Copy exactly the lines from the start of the data below through the one that carries "for pair in", and only those.
[[ Excerpted records, beginning ]]
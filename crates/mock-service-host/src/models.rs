//! Request, response and profile types shared by the server and the coordinator.

use serde::{Deserialize, Serialize};
use serde_json::Value;
use std::collections::HashMap;

/// Query parameter value; repeated keys collapse into `Multi`
#[derive(Debug, Clone, PartialEq, Eq, Serialize, Deserialize)]
#[serde(untagged)]
pub enum QueryValue {
    Single(String),
    Multi(Vec<String>),
}

impl QueryValue {
    /// First value for the key
    pub fn first(&self) -> &str {
        match self {
            QueryValue::Single(v) => v,
            QueryValue::Multi(values) => values.first().map(String::as_str).unwrap_or(""),
        }
    }

    fn push(&mut self, value: String) {
        match self {
            QueryValue::Single(existing) => {
                *self = QueryValue::Multi(vec![std::mem::take(existing), value]);
            }
            QueryValue::Multi(values) => values.push(value),
        }
    }
}

/// Parse a raw query string into a key -> value(s) map.
///
/// Keys and values are URL-decoded. A key without `=` maps to an empty value.
pub fn parse_query_string(query: &str) -> HashMap<String, QueryValue> {
    let mut parsed: HashMap<String, QueryValue> = HashMap::new();
    for pair in query.split('&').filter(|s| !s.is_empty()) {
        let (key, value) = pair.split_once('=').unwrap_or((pair, ""));
        let key = urlencoding::decode(key).unwrap_or_default().into_owned();
        let value = urlencoding::decode(value).unwrap_or_default().into_owned();
        match parsed.get_mut(&key) {
            Some(existing) => existing.push(value),
            None => {
                parsed.insert(key, QueryValue::Single(value));
            }
        }
    }
    parsed
}

/// Per-request test configuration
#[derive(Debug, Clone, Copy, Default, PartialEq, Eq, Serialize, Deserialize)]
#[serde(rename_all = "camelCase")]
pub struct TestProfile {
    /// Enforce resource lifecycle through the resource pool
    #[serde(default)]
    pub stateful: bool,
    /// Fail every request that would otherwise succeed
    #[serde(default)]
    pub always_error: bool,
}

impl TestProfile {
    pub const STATEFUL: TestProfile = TestProfile {
        stateful: true,
        always_error: false,
    };

    pub const ALWAYS_ERROR: TestProfile = TestProfile {
        stateful: false,
        always_error: true,
    };
}

/// Raw inbound request as seen by the host transport
#[derive(Debug, Clone)]
pub struct VirtualServerRequest {
    /// `http` or `https`
    pub protocol: String,
    /// Path plus raw query string, exactly as received
    pub url: String,
    pub method: String,
    /// Header names are lower-cased
    pub headers: HashMap<String, String>,
    pub query: HashMap<String, QueryValue>,
    pub body: Option<Value>,
}

impl VirtualServerRequest {
    pub fn new(protocol: &str, method: &str, url: &str) -> Self {
        let query = url
            .split_once('?')
            .map(|(_, q)| parse_query_string(q))
            .unwrap_or_default();
        Self {
            protocol: protocol.to_string(),
            url: url.to_string(),
            method: method.to_string(),
            headers: HashMap::new(),
            query,
            body: None,
        }
    }

    pub fn with_header(mut self, name: &str, value: &str) -> Self {
        self.headers
            .insert(name.to_ascii_lowercase(), value.to_string());
        self
    }

    pub fn with_body(mut self, body: Value) -> Self {
        self.body = Some(body);
        self
    }

    /// Case-insensitive header lookup
    pub fn header(&self, name: &str) -> Option<&str> {
        self.headers
            .get(&name.to_ascii_lowercase())
            .map(String::as_str)
    }

    pub fn host(&self) -> &str {
        self.header("host").unwrap_or("localhost")
    }

    /// `protocol://host` prefix used for absolute URLs
    pub fn origin(&self) -> String {
        format!("{}://{}", self.protocol, self.host())
    }

    pub fn full_url(&self) -> String {
        format!("{}{}", self.origin(), self.url)
    }

    pub fn query_value(&self, key: &str) -> Option<&str> {
        self.query.get(key).map(QueryValue::first)
    }

    /// Normalized request handed to the validator
    pub fn to_live_request(&self) -> LiveRequest {
        LiveRequest {
            url: self.full_url(),
            method: self.method.clone(),
            headers: self.headers.clone(),
            query: self.query.clone(),
            body: self.body.clone(),
        }
    }
}

/// Normalized request: absolute URL plus parsed parts
#[derive(Debug, Clone)]
pub struct LiveRequest {
    pub url: String,
    pub method: String,
    pub headers: HashMap<String, String>,
    pub query: HashMap<String, QueryValue>,
    pub body: Option<Value>,
}

/// Response sink filled in by the coordinator
#[derive(Debug, Clone, Default)]
pub struct VirtualServerResponse {
    pub status: Option<u16>,
    pub headers: Vec<(String, String)>,
    pub body: Value,
}

impl VirtualServerResponse {
    pub fn new() -> Self {
        Self::default()
    }

    /// Set (or replace) a response header
    pub fn set_header(&mut self, name: &str, value: impl Into<String>) {
        let value = value.into();
        match self
            .headers
            .iter_mut()
            .find(|(k, _)| k.eq_ignore_ascii_case(name))
        {
            Some(entry) => entry.1 = value,
            None => self.headers.push((name.to_string(), value)),
        }
    }

    pub fn header(&self, name: &str) -> Option<&str> {
        self.headers
            .iter()
            .find(|(k, _)| k.eq_ignore_ascii_case(name))
            .map(|(_, v)| v.as_str())
    }

    /// Finalize with a status code and body
    pub fn set(&mut self, status: u16, body: Value) {
        self.status = Some(status);
        self.body = body;
    }

    pub fn is_finalized(&self) -> bool {
        self.status.is_some()
    }
}
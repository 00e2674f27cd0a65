//! Operation resolution with api-version fallback.

use crate::errors::MockError;
use crate::spec::{OperationMatch, OperationSearcher, ValidationRequest, UNKNOWN_API_VERSION};
use tracing::debug;

/// Resolve the single operation a request should be answered by.
///
/// A search under the declared api-version that finds nothing is retried under
/// `UNKNOWN_API_VERSION`. If both come back empty the first search's reason is
/// reported, since it names the version the client actually asked for. The
/// last match wins: the searcher orders candidates most-specific last.
///
/// Returns the match together with the api-version the successful search ran
/// under.
pub fn search(
    searcher: &dyn OperationSearcher,
    info: &ValidationRequest,
) -> Result<(OperationMatch, String), MockError> {
    let mut request_info = info.clone();
    let mut potential = searcher.get_potential_operations(&request_info);
    let first_reason = potential.reason.take();

    if potential.matches.is_empty() {
        debug!(
            "No operation for {} {} at api-version {}, retrying with any version",
            info.request_method, info.path, info.api_version
        );
        request_info.api_version = UNKNOWN_API_VERSION.to_string();
        potential = searcher.get_potential_operations(&request_info);
    }

    match potential.matches.pop() {
        Some(operation_match) => Ok((operation_match, potential.api_version)),
        None => Err(first_reason
            .or(potential.reason)
            .map(MockError::from)
            .unwrap_or_else(|| MockError::ResolutionFailure {
                code: crate::spec::OPERATION_NOT_FOUND.to_string(),
                message: format!(
                    "No operation matched {} {}",
                    info.request_method, info.path
                ),
            })),
    }
}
[[ Excerpted records, end ]]
● **Answer space**
filename crates/mock-service-host/src/models.rs
//! Request, response and profile types shared by the server and the coordinator.

use serde::{Deserialize, Serialize};
use serde_json::Value;
use std::collections::HashMap;

/// Query parameter value; repeated keys collapse into `Multi`
#[derive(Debug, Clone, PartialEq, Eq, Serialize, Deserialize)]
#[serde(untagged)]
pub enum QueryValue {
    Single(String),
    Multi(Vec<String>),
}

impl QueryValue {
    /// First value for the key
    pub fn first(&self) -> &str {
        match self {
            QueryValue::Single(v) => v,
            QueryValue::Multi(values) => values.first().map(String::as_str).unwrap_or(""),
        }
    }

    fn push(&mut self, value: String) {
        match self {
            QueryValue::Single(existing) => {
                *self = QueryValue::Multi(vec![std::mem::take(existing), value]);
            }
            QueryValue::Multi(values) => values.push(value),
        }
    }
}

/// Parse a raw query string into a key -> value(s) map.
///
/// Keys and values are URL-decoded. A key without `=` maps to an empty value.
pub fn parse_query_string(query: &str) -> HashMap<String, QueryValue> {
    let mut parsed: HashMap<String, QueryValue> = HashMap::new();
    for pair in query.split('&').filter(|s| !s.is_empty()) {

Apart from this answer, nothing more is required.